10 septembre 2009
Respire, respiiiiire !
Non, le tchôblog n'est pas mort ! Faute de faire vivre le mien, une première note publiée sur le blog de la bande à Tchô, en réponse à une note de Buche... À suivre ?
25 juin 2009
We need heroes !!!
Partout dans le monde, un certain nombre d'individus en apparence ordinaires se révèlent dotés de capacités "hors du commun" : la régénération cellulaire, la téléportation, la télépathie... Ils ne savent pas ce qui leur arrive, ni les répercussions que tout cela pourrait avoir.
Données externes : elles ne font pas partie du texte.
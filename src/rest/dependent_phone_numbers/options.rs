//! Dependent phone number operation options

use crate::rest::options::{Options, PageOptions, ReadOptions};
use crate::rest::request::Params;

/// List phone numbers that depend on an address
#[derive(Debug, Clone, Default, PartialEq, Eq)]
pub struct ReadDependentPhoneNumberOptions {
    /// Account owning the address; the client's account when unset
    pub path_account_sid: Option<String>,
    pub path_address_sid: String,
    pub page_size: Option<u32>,
    pub limit: Option<u64>,
}

impl ReadDependentPhoneNumberOptions {
    pub fn new(path_address_sid: impl Into<String>) -> Self {
        Self {
            path_address_sid: path_address_sid.into(),
            ..Self::default()
        }
    }

    pub fn with_account_sid(mut self, account_sid: impl Into<String>) -> Self {
        self.path_account_sid = Some(account_sid.into());
        self
    }

    pub fn with_page_size(mut self, page_size: u32) -> Self {
        self.page_size = Some(page_size);
        self
    }

    pub fn with_limit(mut self, limit: u64) -> Self {
        self.limit = Some(limit);
        self
    }
}

impl Options for ReadDependentPhoneNumberOptions {
    fn params(&self) -> Params {
        let mut params = Params::new();
        self.page_options().push_params(&mut params);
        params
    }
}

impl ReadOptions for ReadDependentPhoneNumberOptions {
    fn page_options(&self) -> PageOptions {
        PageOptions::new(self.page_size, self.limit)
    }
}

#[cfg(test)]
mod tests {
    use super::*;

    #[test]
    fn test_only_page_size_is_sent() {
        let options = ReadDependentPhoneNumberOptions::new("AD1")
            .with_account_sid("AC1")
            .with_page_size(10)
            .with_limit(3);
        let params = options.params();
        assert_eq!(params.len(), 1);
        assert_eq!(params.get("PageSize"), Some("10"));
    }
}
//! Twilio REST client module
//!
//! Request/response plumbing, the cursor paginator, and the resource
//! modules built on top of them.

mod client;
mod credentials;
pub mod helpers;
pub mod options;
pub mod page;
pub mod path;
pub mod request;
pub mod resource_set;
pub mod response;
pub mod serialize;
pub mod traits;
pub mod transport;

pub mod dependent_phone_numbers;
pub mod public_keys;
pub mod recordings;

pub use client::TwilioClient;
pub use credentials::CredentialResolver;
pub use dependent_phone_numbers::{
    run_dependent_phone_number_command, DependentPhoneNumber, ReadDependentPhoneNumberOptions,
};
pub use options::{Options, PageOptions, ReadOptions};
pub use page::{Page, PageLink};
pub use public_keys::{
    run_create_public_key_command, run_delete_public_key_command, run_public_key_command,
    run_update_public_key_command, PublicKey,
};
pub use recordings::{run_delete_recording_command, run_recording_command, Recording};
pub use request::{Domain, HttpMethod, Params, Request};
pub use resource_set::{BlockingResourceSet, PaginatorState, ResourceSet};
pub use response::{Response, RestException};
pub use traits::Resource;
pub use transport::{BlockingHttpTransport, BlockingTransport, Credentials, HttpTransport, Transport};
Ils ignorent encore qu'ils font partie d'une évolution qui va changer le monde à jamais !
Voici le pitch de la première saison de Heroes (nommée "Genesis"), série américaine de Tim Kring largement inspirée par la mythologie des super-héros US tout en se débarrassant au passage du folklore propre aux comics : exit capes et collants moulants, les personnages de "Heroes" restent ancrés dans le monde d'aujourd'hui ! J'avais adoré cette première saison, moi-même friand de ce type d'univers BD et de séries télés.
Les épisodes suivants (saison 2 : "Generations'), heurtés de plein fouet par la grève des scénaristes de 2007, avaient été quelque peu amputés d'une moitié de saison, voire bâclés : avec seulement 11 épisodes vite vus, vite faits, le fan que j'étais alors, était resté sur sa faim !!!
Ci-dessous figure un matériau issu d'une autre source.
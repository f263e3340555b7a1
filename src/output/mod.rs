//! Output formatting module
//!
//! Handles different output formats: table, CSV, JSON, YAML

mod common;
mod dependent_phone_numbers;
mod public_keys;
mod recordings;

pub use common::{escape_csv, print_structured};
pub use dependent_phone_numbers::output_dependent_phone_numbers;
pub use public_keys::output_public_keys;
pub use recordings::output_recordings;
La troisième saison ("Villains"), plus sombre que jamais, a été une agréable surprise, sans pour autant entièrement se renouveler. Dans ces nouveaux épisodes, on peut découvrir, entre vrac et de manière parfois décousue voire indigeste : des méchants vraiment méchants, l'ambiguïté de certains personnages, des rédemptions — et puis en fait non —, un futur difficile et incertain pour les "mutants" pourchassés (peut-être vont devoir ressortir les masques et les identités secrètes dans la saison 4 ?), une explication à l'apparition des pouvoirs, des rebondissements étonnants... Certaines zones d'ombres de la seconde saison sont carrément mises de côté, les épisodes sont inégaux, parfois lents, surtout lorsqu'ils s'attardent sur des personnages que l'on aime moins, il existe aussi certaines incohérences de scénario — pas facile de jongler avec les voyages dans les temps et des pouvoirs qui évoluent sans cesse !
Cela reste malgré tout une excellente série, alors n'hésitez pas : la première saison est à mon sens la meilleure, espérons que les saisons à venir sauront tenir promesse !!!
16 mai 2009
Il ne faut pas vendre la peau de l'ours...
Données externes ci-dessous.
//! Dependent phone number API operations

use crate::error::Result;
use crate::rest::client::TwilioClient;
use crate::rest::options::{Options, ReadOptions};
use crate::rest::path::{account_sid_or, render};
use crate::rest::request::{HttpMethod, Request};
use crate::rest::resource_set::{BlockingResourceSet, ResourceSet};
use crate::rest::traits::Resource;
use crate::rest::transport::{BlockingTransport, Transport};

use super::models::DependentPhoneNumber;
use super::options::ReadDependentPhoneNumberOptions;

const LIST_PATH: &str =
    "/2010-04-01/Accounts/{AccountSid}/Addresses/{AddressSid}/DependentPhoneNumbers.json";

pub fn read_request(
    options: &ReadDependentPhoneNumberOptions,
    ambient_account: &str,
) -> Result<Request> {
    let account = account_sid_or(options.path_account_sid.as_deref(), ambient_account);
    let path = render(
        LIST_PATH,
        &[
            ("AccountSid", account),
            ("AddressSid", &options.path_address_sid),
        ],
    )?;
    Ok(Request::new(HttpMethod::Get, DependentPhoneNumber::DOMAIN, path)
        .with_query_params(options.params()))
}

impl<T: Transport> TwilioClient<T> {
    pub async fn read_dependent_phone_numbers(
        &self,
        options: &ReadDependentPhoneNumberOptions,
    ) -> Result<ResourceSet<'_, DependentPhoneNumber, T>> {
        let request = read_request(options, self.account_sid())?;
        self.read(request, options.page_options()).await
    }
}

impl<T: BlockingTransport> TwilioClient<T> {
    pub fn read_dependent_phone_numbers_blocking(
        &self,
        options: &ReadDependentPhoneNumberOptions,
    ) -> Result<BlockingResourceSet<'_, DependentPhoneNumber, T>> {
        let request = read_request(options, self.account_sid())?;
        self.read_blocking(request, options.page_options())
    }
}

#[cfg(test)]
mod tests {
    use super::*;
    use crate::rest::resource_set::PaginatorState;
    use crate::rest::transport::testing::ScriptedTransport;

    fn number_json(sid: &str) -> serde_json::Value {
        serde_json::json!({ "sid": sid, "phone_number": "+15017122661" })
    }

    #[test]
    fn test_read_request_paths() {
        let options = ReadDependentPhoneNumberOptions::new("AD1").with_page_size(5);
        let request = read_request(&options, "ACambient").unwrap();
        assert_eq!(
            request.url("https://api.twilio.com"),
            "https://api.twilio.com/2010-04-01/Accounts/ACambient/Addresses/AD1/DependentPhoneNumbers.json?PageSize=5"
        );

        let request = read_request(&options.clone().with_account_sid("ACsub"), "ACambient").unwrap();
        assert_eq!(
            request.path(),
            Some("/2010-04-01/Accounts/ACsub/Addresses/AD1/DependentPhoneNumbers.json")
        );
    }

    #[tokio::test]
    async fn test_read_follows_relative_next_page_uri() {
        let transport = ScriptedTransport::new();
        transport
            .push_json(
                200,
                serde_json::json!({
                    "dependent_phone_numbers": [number_json("PN1")],
                    "page": 0,
                    "page_size": 1,
                    "next_page_uri": "/2010-04-01/Accounts/ACtest/Addresses/AD1/DependentPhoneNumbers.json?PageSize=1&Page=1&PageToken=PAPN1"
                }),
            )
            .push_json(
                200,
                serde_json::json!({
                    "dependent_phone_numbers": [number_json("PN2")],
                    "page": 1,
                    "page_size": 1,
                    "next_page_uri": null
                }),
            );
        let client = TwilioClient::test_client(transport, "http://mock");

        let mut set = client
            .read_dependent_phone_numbers(
                &ReadDependentPhoneNumberOptions::new("AD1").with_page_size(1),
            )
            .await
            .unwrap();

        assert_eq!(set.next().await.unwrap().unwrap().sid, "PN1");
        assert_eq!(set.next().await.unwrap().unwrap().sid, "PN2");
        assert!(set.next().await.is_none());
        assert_eq!(set.state(), PaginatorState::Exhausted);

        let calls = client.transport().calls();
        assert_eq!(
            calls[1].url,
            "http://mock/2010-04-01/Accounts/ACtest/Addresses/AD1/DependentPhoneNumbers.json?PageSize=1&Page=1&PageToken=PAPN1"
        );
    }

    #[test]
    fn test_read_blocking_empty_page() {
        let transport = ScriptedTransport::new();
        transport.push_json(
            200,
            serde_json::json!({ "dependent_phone_numbers": [], "next_page_uri": null }),
        );
        let client = TwilioClient::test_client(transport, "http://mock");

        let mut set = client
            .read_dependent_phone_numbers_blocking(&ReadDependentPhoneNumberOptions::new("AD1"))
            .unwrap();
        assert!(set.next().is_none());
        assert_eq!(set.state(), PaginatorState::Exhausted);
    }
}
J'avais adoré le précédent livre de Daniel Blancou — "Le roi de la savane" aux éditions Delcourt / Shampooing —, petite douceur désuète et poétique, à la narration tendrement ciselée.
J'ai apprécié tout autant "Albert le magnifique" (éditions Sarbacane), plus froid, plus acide dans le propos, certes mais bigrement bien ficelé. Dans une entreprise à la "Brazil", un homme cherche à se fondre dans la masse. Mais chassez le naturel et il revient au galop : la bête qui vit en lui va se réveiller... Albert est-il un terrible grizzli sauvage ou plutôt un doux nounours en mal d'humanité ? Allez savoir !
01 mai 2009
Tacatacatac-tactique !
Si vous aimez les petits jeux tactiques où il faut un peu se creuser les méninges plutôt que de tirer à tout va, voici deux titres Nintendo DS — plutôt guerriers — qui m'ont beaucoup plu !
Advance wars : Dark conflict
: Dans un monde apocalyptique où règne la loi du plus fort, plusieurs factions armées s'affrontent sur une terre dévastée et patati et patata... Le scénario qui empaquète ce jeu n'a rien de bien original mais on s'en fiche ! Ce n'est qu'un prétexte car le jeu en lui-même est terriblement addictif : 60 missions en solos sur des cartes variées où l'on peut affronter jusqu'à 3 adversaires, un rythme "tour à tour" fluide et intuitif, tout type de joueurs y trouvera son compte, de l'apprenti stratège au général vétéran.
Warhammer 40.000 : Squad command : Basé sur l'univers SF sombre et lourd de Warhammer 40.000 et directement tiré du jeu de figurine du même nom, ce titre vous propose d'être aux commandes d'une escouade de space marines affrontant au tour à tour les légions du chaos dans près d'une vingtaine de missions. Ambiance guérilla urbaine dans des décors de ruines désertées — décors tous destructibles —, les commandos en armure manquent parfois un peu de célérité mais j'ai apprécié casser briques et chaotiques !
23 avril 2009
Rock'n roll Pinocchio !!!
Quand Winshluss — alias Vincent Paronnaud, co-réalisateur de “Persepolis” et génialissime membre des requins marteaux — s'attaque au mythe de Pinocchio, ça valse dans les chaumières !!!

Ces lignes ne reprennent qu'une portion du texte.